L’imponente chiesa di San Sebastiano, sebbene mostri un linguaggio architettonico rinascimentale, è stata costruita nel 1936 in sostituzione del secentesco duomo danneggiato dal terremoto del 1908. Al suo interno, interessanti tele settecentesche di Antonino Viscosi, la Madonna che porge il Bambino a San Francesco d’Assisi (1606) di Gaspare Camarda, qualche lavoro attribuibile al pittore Filippo Jannelli (1621-1696) e soprattutto la pala d’altare con Martirio di San Sebastiano del pittore ottocentesco Giacomo Conti. E’ invece, lavoro recente, dell’artista barcellonese Filippo Minolfi la decorazione del catino absidale, con un grande affresco del Cristo Pantocratore, tipico tema medievale rivisitato dal pittore in chiave metafisica fortemente moderna.

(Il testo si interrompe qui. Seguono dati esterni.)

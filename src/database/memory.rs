//! In-process store implementing every repository trait.
//!
//! Enforces the same constraints the PostgreSQL schema declares: unique
//! Cliente email, unique username/email for users, the Logradouro foreign key,
//! and cascading delete of Logradouros when their Cliente goes away.

use async_trait::async_trait;
use chrono::Utc;
use std::collections::BTreeMap;
use std::sync::Arc;
use tokio::sync::RwLock;
use uuid::Uuid;

use super::manager::DatabaseError;
use super::models::{Cliente, Logradouro, NewCliente, NewLogradouro, NewUser, User};
use super::repository::{
    ClienteRepository, LogradouroRepository, UserRepository, CLIENTE_EMAIL_CONSTRAINT,
    USER_EMAIL_CONSTRAINT, USER_USERNAME_CONSTRAINT,
};

const LOGRADOURO_CLIENTE_FK: &str = "logradouros_cliente_id_fkey";

#[derive(Debug, Clone)]
struct ClienteRecord {
    name: String,
    email: String,
    logo: String,
}

#[derive(Default)]
struct Tables {
    clientes: BTreeMap<i32, ClienteRecord>,
    logradouros: BTreeMap<i32, Logradouro>,
    users: Vec<User>,
    next_cliente_id: i32,
    next_logradouro_id: i32,
}

impl Tables {
    fn materialize(&self, id: i32, record: &ClienteRecord) -> Cliente {
        Cliente {
            id,
            name: record.name.clone(),
            email: record.email.clone(),
            logo: record.logo.clone(),
            logradouros: self
                .logradouros
                .values()
                .filter(|l| l.cliente_id == id)
                .cloned()
                .collect(),
        }
    }

    fn email_taken(&self, email: &str, except: Option<i32>) -> bool {
        self.clientes
            .iter()
            .any(|(id, c)| c.email == email && Some(*id) != except)
    }
}

/// Shared handle; clones see the same tables.
#[derive(Clone, Default)]
pub struct MemoryStore {
    tables: Arc<RwLock<Tables>>,
}

impl MemoryStore {
    pub fn new() -> Self {
        Self::default()
    }
}

#[async_trait]
impl ClienteRepository for MemoryStore {
    async fn get_by_id(&self, id: i32) -> Result<Option<Cliente>, DatabaseError> {
        let tables = self.tables.read().await;
        Ok(tables.clientes.get(&id).map(|c| tables.materialize(id, c)))
    }

    async fn get_all(&self) -> Result<Vec<Cliente>, DatabaseError> {
        let tables = self.tables.read().await;
        Ok(tables
            .clientes
            .iter()
            .map(|(id, c)| tables.materialize(*id, c))
            .collect())
    }

    async fn add(&self, cliente: &NewCliente) -> Result<Cliente, DatabaseError> {
        let mut tables = self.tables.write().await;
        if tables.email_taken(&cliente.email, None) {
            return Err(DatabaseError::UniqueViolation(CLIENTE_EMAIL_CONSTRAINT.to_string()));
        }

        tables.next_cliente_id += 1;
        let id = tables.next_cliente_id;
        let record = ClienteRecord {
            name: cliente.name.clone(),
            email: cliente.email.clone(),
            logo: cliente.logo.clone(),
        };
        let created = tables.materialize(id, &record);
        tables.clientes.insert(id, record);
        Ok(created)
    }

    async fn update(&self, id: i32, cliente: &NewCliente) -> Result<Option<Cliente>, DatabaseError> {
        let mut tables = self.tables.write().await;
        if !tables.clientes.contains_key(&id) {
            return Ok(None);
        }
        if tables.email_taken(&cliente.email, Some(id)) {
            return Err(DatabaseError::UniqueViolation(CLIENTE_EMAIL_CONSTRAINT.to_string()));
        }

        let record = ClienteRecord {
            name: cliente.name.clone(),
            email: cliente.email.clone(),
            logo: cliente.logo.clone(),
        };
        let updated = tables.materialize(id, &record);
        tables.clientes.insert(id, record);
        Ok(Some(updated))
    }

    async fn delete(&self, id: i32) -> Result<bool, DatabaseError> {
        let mut tables = self.tables.write().await;
        if tables.clientes.remove(&id).is_none() {
            return Ok(false);
        }
        tables.logradouros.retain(|_, l| l.cliente_id != id);
        Ok(true)
    }
}

#[async_trait]
impl LogradouroRepository for MemoryStore {
    async fn get_by_id(&self, id: i32) -> Result<Option<Logradouro>, DatabaseError> {
        Ok(self.tables.read().await.logradouros.get(&id).cloned())
    }

    async fn get_all(&self) -> Result<Vec<Logradouro>, DatabaseError> {
        Ok(self.tables.read().await.logradouros.values().cloned().collect())
    }

    async fn add(&self, logradouro: &NewLogradouro) -> Result<Logradouro, DatabaseError> {
        let mut tables = self.tables.write().await;
        if !tables.clientes.contains_key(&logradouro.cliente_id) {
            return Err(DatabaseError::ForeignKeyViolation(LOGRADOURO_CLIENTE_FK.to_string()));
        }

        tables.next_logradouro_id += 1;
        let created = Logradouro {
            id: tables.next_logradouro_id,
            street: logradouro.street.clone(),
            cliente_id: logradouro.cliente_id,
        };
        tables.logradouros.insert(created.id, created.clone());
        Ok(created)
    }

    async fn update(
        &self,
        id: i32,
        logradouro: &NewLogradouro,
    ) -> Result<Option<Logradouro>, DatabaseError> {
        let mut tables = self.tables.write().await;
        if !tables.logradouros.contains_key(&id) {
            return Ok(None);
        }
        if !tables.clientes.contains_key(&logradouro.cliente_id) {
            return Err(DatabaseError::ForeignKeyViolation(LOGRADOURO_CLIENTE_FK.to_string()));
        }

        let updated = Logradouro {
            id,
            street: logradouro.street.clone(),
            cliente_id: logradouro.cliente_id,
        };
        tables.logradouros.insert(id, updated.clone());
        Ok(Some(updated))
    }

    async fn delete(&self, id: i32) -> Result<bool, DatabaseError> {
        Ok(self.tables.write().await.logradouros.remove(&id).is_some())
    }
}

#[async_trait]
impl UserRepository for MemoryStore {
    async fn find_by_email(&self, email: &str) -> Result<Option<User>, DatabaseError> {
        let tables = self.tables.read().await;
        Ok(tables
            .users
            .iter()
            .find(|u| u.email.eq_ignore_ascii_case(email))
            .cloned())
    }

    async fn find_by_username(&self, username: &str) -> Result<Option<User>, DatabaseError> {
        let tables = self.tables.read().await;
        Ok(tables
            .users
            .iter()
            .find(|u| u.username.eq_ignore_ascii_case(username))
            .cloned())
    }

    async fn create(&self, user: &NewUser) -> Result<User, DatabaseError> {
        let mut tables = self.tables.write().await;
        if tables.users.iter().any(|u| u.username.eq_ignore_ascii_case(&user.username)) {
            return Err(DatabaseError::UniqueViolation(USER_USERNAME_CONSTRAINT.to_string()));
        }
        if tables.users.iter().any(|u| u.email.eq_ignore_ascii_case(&user.email)) {
            return Err(DatabaseError::UniqueViolation(USER_EMAIL_CONSTRAINT.to_string()));
        }

        let created = User {
            id: Uuid::new_v4(),
            username: user.username.clone(),
            email: user.email.clone(),
            password_hash: user.password_hash.clone(),
            roles: Vec::new(),
            created_at: Utc::now(),
        };
        tables.users.push(created.clone());
        Ok(created)
    }
}

#[cfg(test)]
mod tests {
    use super::*;

    fn new_cliente(email: &str) -> NewCliente {
        NewCliente {
            name: "Acme".to_string(),
            email: email.to_string(),
            logo: "https://cdn.test/acme.png".to_string(),
        }
    }

    #[tokio::test]
    async fn assigns_increasing_ids() {
        let store = MemoryStore::new();
        let a = ClienteRepository::add(&store, &new_cliente("a@acme.test")).await.unwrap();
        let b = ClienteRepository::add(&store, &new_cliente("b@acme.test")).await.unwrap();
        assert_eq!(a.id, 1);
        assert_eq!(b.id, 2);
    }

    #[tokio::test]
    async fn duplicate_cliente_email_is_unique_violation() {
        let store = MemoryStore::new();
        ClienteRepository::add(&store, &new_cliente("a@acme.test")).await.unwrap();
        let err = ClienteRepository::add(&store, &new_cliente("a@acme.test")).await.unwrap_err();
        assert!(matches!(err, DatabaseError::UniqueViolation(c) if c == CLIENTE_EMAIL_CONSTRAINT));
        assert_eq!(ClienteRepository::get_all(&store).await.unwrap().len(), 1);
    }

    #[tokio::test]
    async fn update_may_keep_own_email_but_not_take_another() {
        let store = MemoryStore::new();
        let a = ClienteRepository::add(&store, &new_cliente("a@acme.test")).await.unwrap();
        ClienteRepository::add(&store, &new_cliente("b@acme.test")).await.unwrap();

        let same = ClienteRepository::update(&store, a.id, &new_cliente("a@acme.test")).await.unwrap();
        assert!(same.is_some());

        let err = ClienteRepository::update(&store, a.id, &new_cliente("b@acme.test")).await.unwrap_err();
        assert!(matches!(err, DatabaseError::UniqueViolation(_)));
    }

    #[tokio::test]
    async fn update_missing_returns_none() {
        let store = MemoryStore::new();
        let missing = ClienteRepository::update(&store, 99, &new_cliente("x@acme.test")).await.unwrap();
        assert!(missing.is_none());
    }

    #[tokio::test]
    async fn logradouro_requires_existing_cliente() {
        let store = MemoryStore::new();
        let err = LogradouroRepository::add(
            &store,
            &NewLogradouro { street: "Rua A".to_string(), cliente_id: 7 },
        )
        .await
        .unwrap_err();
        assert!(matches!(err, DatabaseError::ForeignKeyViolation(_)));
    }

    #[tokio::test]
    async fn deleting_cliente_cascades() {
        let store = MemoryStore::new();
        let cliente = ClienteRepository::add(&store, &new_cliente("a@acme.test")).await.unwrap();
        let rua = LogradouroRepository::add(
            &store,
            &NewLogradouro { street: "Rua A".to_string(), cliente_id: cliente.id },
        )
        .await
        .unwrap();

        let loaded = ClienteRepository::get_by_id(&store, cliente.id).await.unwrap().unwrap();
        assert_eq!(loaded.logradouros, vec![rua.clone()]);

        assert!(ClienteRepository::delete(&store, cliente.id).await.unwrap());
        assert!(LogradouroRepository::get_by_id(&store, rua.id).await.unwrap().is_none());
        assert!(!ClienteRepository::delete(&store, cliente.id).await.unwrap());
    }

    #[tokio::test]
    async fn user_uniqueness_is_case_insensitive() {
        let store = MemoryStore::new();
        let user = NewUser {
            username: "thomas".to_string(),
            email: "thomas@acme.test".to_string(),
            password_hash: "hash".to_string(),
        };
        store.create(&user).await.unwrap();

        let err = store
            .create(&NewUser { username: "THOMAS".to_string(), email: "other@acme.test".to_string(), ..user.clone() })
            .await
            .unwrap_err();
        assert!(matches!(err, DatabaseError::UniqueViolation(c) if c == USER_USERNAME_CONSTRAINT));

        let found = store.find_by_email("Thomas@Acme.test").await.unwrap();
        assert!(found.is_some());
    }
}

Meritano un cenno altre opere conservate in varie chiese cittadine: le statue di Santa Caterina d’Alessandria (1550) di Vincenzo Gagini in San Rocco di Nasari, della Madonna del Pilar (1596) in Santa Maria del Piliere di Acquaficara e del Crocifisso ligneo (1670 ca.) nella chiesa omonima, le tele della Visitazione (XVI secolo) in Santa Maria della Visitazione di Centineo, dei Santi Rocco, Paolino e Caterina d’Alessandria (1580) di Cesare di Napoli nella sagrestia del Duomo di San Sebastiano, della Madonna del Rosario (1585) di Jacopo Vignerio già in San Vito e oggi nel Palazzo Municipale, di San Biagio (1677) di Filippo Jannelli in Santa Maria e Gesù, dell’Annunciazione di ignoto napoletano del Settecento in Santa Maria delle Grazie, nonché preziosi e antichissimi esempi di arte applicata (oreficeria, argenteria, gioielleria).